Story By: Razen Bekantan Hijau.

Disclaimer: Tadatoshi Fujimaki & Hajime Isayama.

Rate: T

Genre: Family/Friendship/Drama.

Pair: Masaomi x Seijuurou x Levi.

Warning: Maybe-OOC, some mistakes EYD, AU, Slash, Incest, typo.

A/N:

I own nothing from this fic, just for fun.

Alternative Story The Fall of Absolute King.

xXx

Compete

xXx

.

.

.


Pemilik investasi salah satu perusahaan ternama mengizinkan putra tunggal membawa teman sekelas main ke kediaman Akashi.

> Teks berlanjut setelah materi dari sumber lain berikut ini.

use std::num::NonZeroUsize;
use std::sync::atomic::{AtomicBool, Ordering};
use std::sync::{Arc, Mutex};
use std::time::{Duration, Instant};

use thiserror::Error;

use crate::capture::domain::frame_device::{DeviceError, FrameDevice};
use crate::capture::infrastructure::frame_source::FrameSource;
use crate::config::{ConfigError, ReceptionistConfig};
use crate::detection::domain::cascade::{CascadeLoader, ConfigurationError};
use crate::detection::domain::controller::{ControllerId, DetectionController};
use crate::detection::domain::detection_result::{DetectionSnapshot, SnapshotProvider};
use crate::detection::infrastructure::feature_detector::{DetectorError, FeatureDetector};
use crate::pipeline::infrastructure::worker::{Worker, WorkerError};
use crate::shared::log_sink::LogSink;

#[derive(Error, Debug)]
pub enum PipelineError {
    #[error(transparent)]
    Configuration(#[from] ConfigurationError),
    #[error(transparent)]
    Config(#[from] ConfigError),
    #[error(transparent)]
    Device(#[from] DeviceError),
    #[error(transparent)]
    Worker(#[from] WorkerError),
    #[error("pipeline is already running")]
    AlreadyStarted,
    #[error("pipeline has been stopped")]
    Stopped,
}

struct Workers {
    capture: Worker<Result<(), DeviceError>>,
    detection: Worker<Result<(), DetectorError>>,
}

/// Runs capture and detection on two worker threads and owns their lifecycle.
///
/// Layout: `device → FrameSource ring → FeatureDetector → controllers`
///
/// The detector consumes the source's bounded ring directly, so the ring
/// capacity is the only buffer between the two threads.
///
/// A controller is single-use: once stopped it cannot be restarted.
pub struct PipelineController {
    source: Arc<FrameSource>,
    detector: Arc<FeatureDetector>,
    log: Arc<dyn LogSink>,
    shutdown_timeout: Duration,
    workers: Mutex<Option<Workers>>,
    ui_controllers: Mutex<Vec<ControllerId>>,
    stopped: AtomicBool,
}

impl PipelineController {
    /// Points `detector` at the capture ring of `source`.
    pub fn new(
        source: FrameSource,
        detector: FeatureDetector,
        log: Arc<dyn LogSink>,
        shutdown_timeout: Duration,
    ) -> Self {
        let detector = detector.with_inbox(source.shared_ring());
        Self {
            source: Arc::new(source),
            detector: Arc::new(detector),
            log,
            shutdown_timeout,
            workers: Mutex::new(None),
            ui_controllers: Mutex::new(Vec::new()),
            stopped: AtomicBool::new(false),
        }
    }

    /// Builds source and detector from configuration. Every configured
    /// cascade must load, or construction fails.
    pub fn from_config(
        config: &ReceptionistConfig,
        device: Box<dyn FrameDevice>,
        loader: Arc<dyn CascadeLoader>,
        log: Arc<dyn LogSink>,
    ) -> Result<Self, PipelineError> {
        config.validate()?;
        let capacity = NonZeroUsize::new(config.frame_capacity).ok_or_else(|| {
            ConfigurationError::Invalid("frame capacity must be at least 1".to_string())
        })?;

        let detector = FeatureDetector::new(
            loader,
            &config.cascades.face,
            config.detection,
            log.clone(),
        )?
        .with_poll_interval(Duration::from_millis(config.poll_interval_ms));
        for (kind, path) in config.cascades.sub_features() {
            detector.load_cascade(kind, path)?;
        }

        let source = FrameSource::new(device, capacity, log.clone());
        Ok(Self::new(
            source,
            detector,
            log,
            Duration::from_millis(config.shutdown_timeout_ms),
        ))
    }

    /// Spawns the capture and detection threads.
    pub fn start(&self) -> Result<(), PipelineError> {
        if self.stopped.load(Ordering::SeqCst) {
            return Err(PipelineError::Stopped);
        }
        let mut workers = self.workers.lock().unwrap_or_else(|e| e.into_inner());
        if workers.is_some() {
            return Err(PipelineError::AlreadyStarted);
        }

        let detection = {
            let detector = self.detector.clone();
            Worker::spawn("receptionist-detection", move || detector.thread_start())?
        };
        let capture = {
            let source = self.source.clone();
            Worker::spawn("receptionist-capture", move || source.start_capturing())
        };
        let capture = match capture {
            Ok(worker) => worker,
            Err(e) => {
                self.detector.interrupt();
                let _ = detection.join_within(self.shutdown_timeout);
                return Err(e.into());
            }
        };

        *workers = Some(Workers { capture, detection });
        log::info!("Pipeline started on {}", self.source.describe_device());
        self.log.log("Ready...");
        Ok(())
    }

    /// True while both worker loops are alive. A loop that ended on its own
    /// (device failure, cascade failure) makes this false before `stop`.
    pub fn is_running(&self) -> bool {
        self.workers
            .lock()
            .unwrap_or_else(|e| e.into_inner())
            .as_ref()
            .is_some_and(|w| !w.capture.is_finished() && !w.detection.is_finished())
    }

    /// Registers a controller for the lifetime of the pipeline; it is
    /// deregistered by [`stop`](Self::stop).
    pub fn add_ui_controller(&self, controller: Arc<dyn DetectionController>) -> ControllerId {
        let id = self.detector.add_controller(controller);
        self.ui_controllers
            .lock()
            .unwrap_or_else(|e| e.into_inner())
            .push(id);
        id
    }

    pub fn remove_ui_controller(&self, id: ControllerId) -> bool {
        self.ui_controllers
            .lock()
            .unwrap_or_else(|e| e.into_inner())
            .retain(|c| *c != id);
        self.detector.remove_controller(id)
    }

    pub fn source(&self) -> &FrameSource {
        &self.source
    }

    pub fn detector(&self) -> &FeatureDetector {
        &self.detector
    }

    /// Shuts both workers down within the shutdown timeout. Idempotent.
    ///
    /// Returns the first failure to join; errors that ended a worker loop
    /// were already logged by that loop.
    pub fn stop(&self) -> Result<(), PipelineError> {
        if self.stopped.swap(true, Ordering::SeqCst) {
            return Ok(());
        }
        let deadline = Instant::now() + self.shutdown_timeout;

        self.source.stop_capturing();
        self.detector.request_thread_stop();

        let ids: Vec<ControllerId> = self
            .ui_controllers
            .lock()
            .unwrap_or_else(|e| e.into_inner())
            .drain(..)
            .collect();
        for id in ids {
            self.detector.remove_controller(id);
        }

        self.source.interrupt();
        self.detector.interrupt();

        let workers = self
            .workers
            .lock()
            .unwrap_or_else(|e| e.into_inner())
            .take();
        let Some(Workers { capture, detection }) = workers else {
            return Ok(());
        };

        let mut first_error: Option<PipelineError> = None;
        fn set_if_none(slot: &mut Option<PipelineError>, err: PipelineError) {
            if slot.is_none() {
                *slot = Some(err);
            }
        }

        match capture.join_until(deadline, self.shutdown_timeout) {
            Ok(Err(e)) => log::debug!("Capture loop had ended with: {e}"),
            Ok(Ok(())) => {}
            Err(e) => set_if_none(&mut first_error, e.into()),
        }
        match detection.join_until(deadline, self.shutdown_timeout) {
            Ok(Err(e)) => log::debug!("Detection loop had ended with: {e}"),
            Ok(Ok(())) => {}
            Err(e) => set_if_none(&mut first_error, e.into()),
        }

        log::info!(
            "Pipeline stopped: {} frames captured, {} detection cycles",
            self.source.frames_captured(),
            self.detector.cycle_count()
        );
        match first_error {
            Some(e) => Err(e),
            None => Ok(()),
        }
    }
}

impl SnapshotProvider for PipelineController {
    fn capture_frame_and_faces(&self) -> Option<DetectionSnapshot> {
        self.detector.capture_frame_and_faces()
    }
}

impl Drop for PipelineController {
    fn drop(&mut self) {
        if let Err(e) = self.stop() {
            log::warn!("Pipeline shutdown on drop: {e}");
        }
    }
}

Preman sayang keponakan tapi hilang akal mengizinkan anak asuhnya bermalam di kediaman holang kaya.

Raja kasta kelas 2-1, Levi Ackerman tidak menyangka dua puluh menit dihitung dari detik di mana ia menjejakkan kaki di teras depan, limosine meluncur masuk dalam garasi. Figur regal seorang pria muncul dari dalam, bermuka angkuh disertai mahkota cokelat mawut.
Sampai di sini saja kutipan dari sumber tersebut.